Marco Paolini, Gabriele Vacis, Il racconto del Vajont, 2023
47. Ore 22 e 39
Su in valle, sopra la diga, un silenzio feroce.
L'ultima bava di ragno che teneva unita la frana al resto della montagna si rompe.
E la frana sta là. Sul piano inclinato. Non c'è più niente che la tiene attaccata al resto della montagna. E poi va.
Cos'è che la fa andare? Un colpo di tosse? Una ciacola? Un ronzio? Un ticchettio? Uno starnuto? Un motore?
Non so.
So che 260 milioni di metri cubi di roccia, coste di montagna alte 300 metri, rocciose, con i boschi sopra, con i corsi d'acqua, con lo stagno, coi campi coltivati, coi pascoli, le vallate, le colline. E le case, con le stalle e le bestie che muggiscono impazzite, con altri alla catena che si soffocano pur di scappare, con gli umani che non li hanno abbandonati... Un mondo intero, immenso!, fatto a emme, passa, compatto, non sbriciolato a sassi... Un mondo intero con gli alberi ancora dritti, passa tutto insieme da 60 centimetri a 100 chilometri all'ora in meno di un minuto.
Una accelerazione di cinque milioni di volte!
Come può farlo?
Rocce frantumate, marne, argille porose imbibite, piene d'acqua... Tutta quell'acqua evapora per il calore provocato dallo scivolamento della frana stessa. Forma un cuscino di vapore tra 1l calcare dolomitico e gli strati rocciosi... Un cuscino di vapore su cui corre la frana. Si chiama aquaplaning quel fenomeno, è lo stesso che ti fa slittare in autostrada quando cerchi di inchiodare sul bagnato: un cuscino di vapore bollente che lancia a cento all'ora la frana con attrito zero sul piano di scivolamento liscio, perfetto. La prima zolla riempie la vallata, la seconda le si gira sopra, la terza usa le altre due come un trampolino e sale, sbatte, rimbalza dalla parte opposta della valle.
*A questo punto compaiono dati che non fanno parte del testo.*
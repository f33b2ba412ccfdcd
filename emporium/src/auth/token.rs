//! Stateless JWT issuance and verification.
//!
//! Every login produces an access/refresh pair. Access tokens authenticate
//! API requests; refresh tokens are exchanged for fresh pairs and are
//! rotated on every refresh, with the spent jti added to the blacklist.

use chrono::Utc;
use jsonwebtoken::{decode, encode, DecodingKey, EncodingKey, Header, Validation};
use serde::{Deserialize, Serialize};
use uuid::Uuid;

use crate::{
    api::models::users::{CurrentUser, Role},
    config::Config,
    errors::Error,
    types::UserId,
};

/// Which half of a token pair a JWT is.
#[derive(Debug, Clone, Copy, PartialEq, Eq, Serialize, Deserialize)]
#[serde(rename_all = "lowercase")]
pub enum TokenKind {
    Access,
    Refresh,
}

/// JWT claims carried by both token kinds.
#[derive(Debug, Serialize, Deserialize)]
pub struct Claims {
    pub jti: Uuid,        // Token id, used for refresh blacklisting
    pub sub: UserId,      // Subject (user ID)
    pub username: String, // Username
    pub email: String,    // User email
    pub role: Role,       // Platform role
    pub token_type: TokenKind,
    pub exp: i64, // Expiration time
    pub iat: i64, // Issued at
}

impl Claims {
    fn new(user: &CurrentUser, kind: TokenKind, config: &Config) -> Self {
        let now = Utc::now();
        let lifetime = match kind {
            TokenKind::Access => config.auth.access_token_lifetime,
            TokenKind::Refresh => config.auth.refresh_token_lifetime,
        };
        let exp = now + lifetime;

        Self {
            jti: Uuid::new_v4(),
            sub: user.id,
            username: user.username.clone(),
            email: user.email.clone(),
            role: user.role,
            token_type: kind,
            exp: exp.timestamp(),
            iat: now.timestamp(),
        }
    }
}

impl From<Claims> for CurrentUser {
    fn from(claims: Claims) -> Self {
        Self {
            id: claims.sub,
            username: claims.username,
            email: claims.email,
            role: claims.role,
        }
    }
}

/// An issued access/refresh pair.
#[derive(Debug, Clone)]
pub struct TokenPair {
    pub access: String,
    pub refresh: String,
}

fn secret_key(config: &Config) -> Result<&str, Error> {
    config.secret_key.as_deref().ok_or_else(|| Error::Internal {
        operation: "JWT: secret_key is required".to_string(),
    })
}

fn encode_claims(claims: &Claims, config: &Config) -> Result<String, Error> {
    let key = EncodingKey::from_secret(secret_key(config)?.as_bytes());
    encode(&Header::default(), claims, &key).map_err(|e| Error::Internal {
        operation: format!("create JWT: {e}"),
    })
}

/// Issue a fresh access/refresh pair for a user.
pub fn issue_pair(user: &CurrentUser, config: &Config) -> Result<TokenPair, Error> {
    let access = encode_claims(&Claims::new(user, TokenKind::Access, config), config)?;
    let refresh = encode_claims(&Claims::new(user, TokenKind::Refresh, config), config)?;
    Ok(TokenPair { access, refresh })
}

/// Verify and decode a JWT, checking it is the expected kind.
pub fn verify_token(token: &str, expected: TokenKind, config: &Config) -> Result<Claims, Error> {
    let key = DecodingKey::from_secret(secret_key(config)?.as_bytes());
    let validation = Validation::default();

    let token_data = decode::<Claims>(token, &key, &validation).map_err(|e| match e.kind() {
        // Client errors (401) - malformed tokens, invalid claims, expired tokens
        jsonwebtoken::errors::ErrorKind::InvalidToken
        | jsonwebtoken::errors::ErrorKind::InvalidSignature
        | jsonwebtoken::errors::ErrorKind::ExpiredSignature
        | jsonwebtoken::errors::ErrorKind::MissingRequiredClaim(_)
        | jsonwebtoken::errors::ErrorKind::InvalidIssuer
        | jsonwebtoken::errors::ErrorKind::InvalidAudience
        | jsonwebtoken::errors::ErrorKind::InvalidSubject
        | jsonwebtoken::errors::ErrorKind::ImmatureSignature
        | jsonwebtoken::errors::ErrorKind::Base64(_)
        | jsonwebtoken::errors::ErrorKind::InvalidAlgorithm => Error::Unauthenticated {
            message: Some("Token is invalid or expired".to_string()),
        },

        // Server errors (500) - key issues, internal failures
        _ => Error::Internal {
            operation: format!("JWT verification: {e}"),
        },
    })?;

    let claims = token_data.claims;
    if claims.token_type != expected {
        return Err(Error::Unauthenticated {
            message: Some("Token has wrong type".to_string()),
        });
    }

    Ok(claims)
}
Non lo può fare in silenzio.
Tu parli coi superstiti e ti dicono: «Puoi dire quello che vuoi, ma il rumore. Quello non lo puoi immaginare... Il rumore... Il rumore».
Tutti i testimoni ti dicono: «Come fai a parlare di quel rumore?».
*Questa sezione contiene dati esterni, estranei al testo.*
//! API layer: request/response models, handlers and the generic resource
//! controller they share.

pub mod controller;
pub mod handlers;
pub mod models;
//! Database repositories, one per table.
//!
//! Repositories borrow a `PgConnection` so callers decide whether work runs
//! on a pool connection or inside a transaction. CRUD-shaped tables
//! implement the [`repository::Repository`] trait; auxiliary tables
//! (tokens, logs) expose purpose-built methods instead.

pub mod access_logs;
pub mod groups;
pub mod mails;
pub mod one_time_tokens;
pub mod repository;
pub mod revoked_tokens;
pub mod users;

pub use access_logs::AccessLogs;
pub use groups::Groups;
pub use mails::Mails;
pub use one_time_tokens::OneTimeTokens;
pub use repository::Repository;
pub use revoked_tokens::RevokedTokens;
pub use users::Users;
use std::path::Path;

use bevy::prelude::*;
use serde::{Deserialize, Serialize};

use super::{EdgeId, GraphEdge, GraphNode, NodeId, TrackGraph, TrackGraphError};
use crate::curve::CurveDefinition;
use crate::params::ConfigError;

/// Serializable node entry of a [`TrackLayout`].
#[derive(Debug, Clone, PartialEq, Serialize, Deserialize)]
pub struct NodeRecord {
    pub id: u32,
    pub position: [f32; 3],
}

/// Serializable edge entry of a [`TrackLayout`].
#[derive(Debug, Clone, PartialEq, Serialize, Deserialize)]
pub struct EdgeRecord {
    pub id: u32,
    pub from: u32,
    pub to: u32,
    pub curve: CurveDefinition,
}

/// Plain-data form of a track network, as handed over by the track authoring side.
#[derive(Debug, Clone, Default, PartialEq, Serialize, Deserialize)]
pub struct TrackLayout {
    pub nodes: Vec<NodeRecord>,
    pub edges: Vec<EdgeRecord>,
}

impl TrackLayout {
    pub fn from_json_str(json: &str) -> Result<Self, ConfigError> {
        Ok(serde_json::from_str(json)?)
    }

    pub fn load_json(path: impl AsRef<Path>) -> Result<Self, ConfigError> {
        let text = std::fs::read_to_string(path)?;
        Self::from_json_str(&text)
    }

    pub fn to_json_string(&self) -> Result<String, ConfigError> {
        Ok(serde_json::to_string_pretty(self)?)
    }

    /// Snapshot an existing graph.
    pub fn from_graph(graph: &TrackGraph) -> Self {
        Self {
            nodes: graph
                .all_nodes()
                .iter()
                .map(|n| NodeRecord {
                    id: n.id.0,
                    position: n.position.to_array(),
                })
                .collect(),
            edges: graph
                .all_edges()
                .iter()
                .map(|e| EdgeRecord {
                    id: e.id.0,
                    from: e.from.0,
                    to: e.to.0,
                    curve: e.curve,
                })
                .collect(),
        }
    }

    pub fn into_graph(self) -> Result<TrackGraph, TrackGraphError> {
        let nodes = self
            .nodes
            .into_iter()
            .map(|n| GraphNode {
                id: NodeId(n.id),
                position: Vec3::from_array(n.position),
            })
            .collect();
        let edges = self
            .edges
            .into_iter()
            .map(|e| GraphEdge {
                id: EdgeId(e.id),
                from: NodeId(e.from),
                to: NodeId(e.to),
                curve: e.curve,
            })
            .collect();
        TrackGraph::new(nodes, edges)
    }
}

impl TrackGraph {
    pub fn from_layout(layout: TrackLayout) -> Result<Self, TrackGraphError> {
        layout.into_graph()
    }
}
Testimone il prete di Casso, don Onorini: «Quel rumore», dice. «E quella luce... Apro la finestra dello studiolo della canonica, vedo i fili dell'alta tensione che viene dall'Austria: le linee elettriche che si spaccano per questo movimento di fiancata di montagna e una specie di arco voltaico che illumina a giorno la vallata. E il bosco che precipita, la valle che si riempie e dalla parte opposta, sempre illuminata a giorno, la frana che corre in salita, di qua, su per la montagna, dall'altra parte della valle, oltre cento metri sopra il vecchio livello del lago. E là si ferma.»
E l'acqua? Dov'è andata l'acqua? Era piena d'acqua questa... 50 milioni di metri cubi d'acqua si sono messi in piedi al centro della valle formando un fungo alto 250 metri. Tutta l'acqua delle Dolomiti par mettersi in piedi, sull'attenti, alta come il campanile del paese. Punta il paese. [pp.119-120]
9 ottobre 1963. Una frana di enormi dimensioni – 270 milioni di metri cubi – si stacca dal monte Toc precipitando nelle acque del bacino alpino idroelettrico del Vajont, nell'omonima valle al confine tra Friuli-Venezia Giulia e Veneto. L’impatto con l’acqua genera un’onda di circa 50 milioni di metri cubi che travolge prima Erto e Casso per poi scavalcare la grande diga e distruggere gli abitati del fondovalle veneto, tra cui Longarone. 1.917 persone perdono la vita, 400 non saranno mai ritrovate.